There are a number of reasons why. For retailers in the age of online shopping, for example, it’s a differentiator – something that enhances the experience of physically going to a shop; while for hotels it’s more about encouraging people to linger in areas such as the lobby, and possibly move on from areas like restaurants. For everyone, though, it’s an issue of branding.

Bricks and mortar stores use background music to alter the behaviour of shoppers. Photo: Alamy

“Every brand wants to have a unique look and feel,” says Rob Wood, founder of UK-based Music Concierge, which works in Hong Kong with clients including Lane Crawford, Swire, Tastings Group and Park Hyatt.

“The clever ones are focusing on music to get it. It’s another tool in your arsenal,” he says.

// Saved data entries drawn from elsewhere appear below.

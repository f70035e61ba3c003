//! Writes the OpenAPI specification to `openapi.json` in the workspace root.
//!
//! Run with: cargo run --bin gen-openapi -p umbra-server

use std::fs;
use std::path::PathBuf;

use anyhow::Context;

fn main() -> anyhow::Result<()> {
    let json = umbra_server::api::get_openapi_json().context("serializing OpenAPI document")?;

    let manifest_dir = PathBuf::from(env!("CARGO_MANIFEST_DIR"));
    let workspace_root = manifest_dir
        .parent()
        .and_then(|p| p.parent())
        .context("could not find workspace root")?;
    let output_path = workspace_root.join("openapi.json");

    fs::write(&output_path, &json)
        .with_context(|| format!("writing {}", output_path.display()))?;
    println!("Written to: {}", output_path.display());

    let spec: serde_json::Value = serde_json::from_str(&json)?;
    let count = |key: &str| spec.pointer(key).and_then(|v| v.as_object()).map_or(0, |o| o.len());
    println!("Paths: {}", count("/paths"));
    println!("Schemas: {}", count("/components/schemas"));

    Ok(())
}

“With the rise of online retailers, brands are building massive flagship stores, where you’re hit by a wall of stimulation when you walk through the door. With hotels, music has come to the foreground because they’ve got more sophisticated over the past 10 to 15 years. Previously they were either old, formal places or cookie-cutter business hotels. But lifestyle and boutique hotels have taken over, with loads of brands offering very different experiences.”

Peter Day is the business development director at Music Concierge.

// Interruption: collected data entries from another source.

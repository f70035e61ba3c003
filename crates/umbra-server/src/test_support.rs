//! In-process server with a mock scanner, used by the handler tests.

use std::sync::Arc;

use axum_test::TestServer;
use tempfile::TempDir;
use tokio::sync::watch;
use tokio_util::sync::CancellationToken;
use umbra_core::{
    Config, DeviceId, DeviceStore, DryRunActuator, MockScanner, MonitorParts, NeverInEffect,
    NotificationsConfig, ScanSink, SightingEvent,
};

use crate::api::create_router;
use crate::state::{spawn_monitor, AppState};

pub(crate) struct TestApp {
    pub server: TestServer,
    pub scanner: MockScanner,
    pub dir: TempDir,
    shutdown: CancellationToken,
}

impl TestApp {
    pub async fn spawn() -> Self {
        Self::spawn_with(Config::default()).await
    }

    pub async fn spawn_with(mut config: Config) -> Self {
        config.monitor.start_on_launch = false;
        config.notifications = NotificationsConfig {
            enabled: false,
            notice_delay_ms: 0,
        };

        let dir = TempDir::new().unwrap();
        let (sink, feed) = ScanSink::channel(64);
        let scanner = MockScanner::new(sink);
        let (config_tx, config_rx) = watch::channel(config);
        let shutdown = CancellationToken::new();

        let monitor = spawn_monitor(
            MonitorParts {
                scanner: Box::new(scanner.clone()),
                actuator: Arc::new(DryRunActuator),
                notifier: None,
                probe: Arc::new(NeverInEffect),
                store: DeviceStore::new(dir.path().join("data")),
            },
            config_rx,
            feed,
            shutdown.clone(),
        )
        .unwrap();

        let state = Arc::new(AppState::new(
            monitor.handle,
            config_tx,
            dir.path().join("config.toml"),
        ));
        let server = TestServer::new(create_router(state)).unwrap();

        Self {
            server,
            scanner,
            dir,
            shutdown,
        }
    }

    /// Emits a sighting and waits until the monitor has seen it.
    pub async fn hear(&self, address: &str, name: &str, rssi: i16) {
        let id = DeviceId::parse(address).unwrap();
        assert!(self
            .scanner
            .emit(SightingEvent::new(id, rssi, chrono::Utc::now()).with_name(name)));

        for _ in 0..100 {
            let body: serde_json::Value = self.server.get("/api/discovery").await.json();
            let heard = body
                .as_array()
                .is_some_and(|devices| devices.iter().any(|d| d["id"] == address));
            if heard {
                return;
            }
            tokio::time::sleep(std::time::Duration::from_millis(5)).await;
        }
        panic!("sighting of {address} never reached the monitor");
    }
}

impl Drop for TestApp {
    fn drop(&mut self) {
        self.shutdown.cancel();
    }
}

“The business has expanded exponentially,” says his colleague, Peter Day, Music Concierge’s Apac business development director. “You can really tell the difference now, with well thought out choices of music. Twenty years ago I was a retail manager in the UK, and we’d just put any old CD on.”

Wood, who like many in the industry is also a DJ, a group able to leverage both extensive musical knowledge and an ability to read what audiences want, also gives the evolution of retail musical choices as an example of how the sector has become more sophisticated.

“If you went to Oxford Street in London 30 years ago, what you’d hear in stores would tend to be generic, mainstream, poorly conceived music that had little to do with the consumer experience or the brand. You still get it now: the audience is 18- to 24-year-old women, so you play upbeat chart music. But music affects us psychologically and can influence how we behave, and if you’re playing upbeat music in a store, you’re potentially stimulating people to walk out the other end.”

Simon Pang Washford is the founder and music director of music consultancy Stattus.

Some companies come to service providers knowing nothing more than that their music needs an overhaul; others have a set of brand guidelines that they want the music to meet; and others have specific ideas about what music they’d like.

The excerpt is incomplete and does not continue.